Hoar is also under an FBI investigation for alleged brutality against a prisoner in FRPD custody.
The criminal case of Patrolman Michael Pessoa continues to wind its way through the court system after his indictment in 2019 for allegedly beating several suspects in separate incidents.
Cardoza was the captain of major crimes at the time and conducted the investigation against Pessoa that led to his indictment by a grand jury. The city has already paid out about a quarter-million in settlements in cases involving Pessoa, with more pending.
Cardoza and his team worked closely with residents and families after a high-profile double murder in a Corky Row park that claimed the life of a 14-year-old teenager last spring, as well after the murder of a popular convenience store owner during a robbery in early November.
The police chief came under Fall River fire after a police detective was found to have improperly stored drug evidence at his desk. After Cardoza called for an outside investigation conducted by retired FRPD Chief John Souza, the detective was given a one-month unpaid suspension and ordered not to be involved in future investigations.
Less than two weeks ago, while investigating a domestic complaint, officers shot and killed 30-year-old Anthony Harden in his Melville Street apartment.
The police officer shooting is currently under investigation by the Bristol County District Attorney’s office and the Massachusetts State Police. The identities of the two police officers involved have not been identified and Harden’s family has been vocal about demanding answers from law enforcement.

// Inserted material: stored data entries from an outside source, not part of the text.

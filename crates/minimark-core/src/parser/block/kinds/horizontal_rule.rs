/// Horizontal rule: three or more `-` and nothing else but trailing space.
pub struct HorizontalRule;

impl HorizontalRule {
    pub const MARKER: u8 = b'-';
    pub const MIN_LEN: usize = 3;

    pub fn matches(s: &str) -> bool {
        let b = s.as_bytes();
        let run = b.iter().take_while(|&&c| c == Self::MARKER).count();
        run >= Self::MIN_LEN && b[run..].iter().all(|c| c.is_ascii_whitespace())
    }
}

Harden had been under home confinement pending a trial this month for a 3-hour stand-off with police in 2019 involving his 5-month-old infant and a small sword. District Attorney Tom Quinn indicated that a knife was present during Harden’s altercation with police.

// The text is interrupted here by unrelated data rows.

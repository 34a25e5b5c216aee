/// A byte cursor over the rest of a line, for speculative scans.
///
/// Scans clone the cursor before they start and restore the clone when the
/// construct turns out not to be there.
#[derive(Clone)]
pub struct Cursor<'a> {
    /// The string being scanned.
    pub s: &'a str,
    /// Current index into `s`.
    pub i: usize,
}

impl<'a> Cursor<'a> {
    pub fn new(s: &'a str) -> Self {
        Self { s, i: 0 }
    }

    pub fn eof(&self) -> bool {
        self.i >= self.s.len()
    }

    pub fn peek(&self) -> Option<u8> {
        self.s.as_bytes().get(self.i).copied()
    }

    pub fn starts_with(&self, pat: &[u8]) -> bool {
        self.s.as_bytes()[self.i.min(self.s.len())..].starts_with(pat)
    }

    pub fn bump(&mut self) -> Option<u8> {
        let b = self.peek()?;
        self.i += 1;
        Some(b)
    }

    pub fn bump_n(&mut self, n: usize) {
        self.i += n;
    }

    /// Advances until `pred` holds at the current position or input ends.
    pub fn bump_until(&mut self, pred: impl Fn(&Self) -> bool) {
        while !self.eof() && !pred(self) {
            self.bump();
        }
    }

    /// Text between `start` and the current position.
    ///
    /// Both ends must sit on char boundaries; scans only stop in front of
    /// ASCII delimiters, which guarantees that.
    pub fn slice_from(&self, start: usize) -> &'a str {
        &self.s[start..self.i]
    }
}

Last week the police department announced domestic assault charges filed against a patrol officer who was later identified in court records as Patrolman Bryan Custadio.
What’s next for police department leadership
“I’m not ruling out anything,” said Coogan. “I think we have an opportunity here to have a trial run (with Gauvin). He stepped up, let’s try to get some stability there then decide the best course of action.”
Coogan didn’t answer directly whether he would consider going outside the police department staff to fill the chief’s position.
By appointing Gauvin, Coogan sidestepped the department’s two deputy chiefs.
Deputy Chief of Administration Charles Cullen’s last day on the job is Jan. 1. He’ll be retiring officially in two years after using up all the comp time he’s accrued.
Cullen was briefly interim chief in March 2020 after then Police Chief Albert Dupere resigned amid allegations he and subordinate officers were drinking in a local pub during working hours.
Under an odd clause in Dupere’s chief’s contract signed by former mayor Jasiel Correia II, Dupere was allowed to return to his position as deputy chief under Cardoza.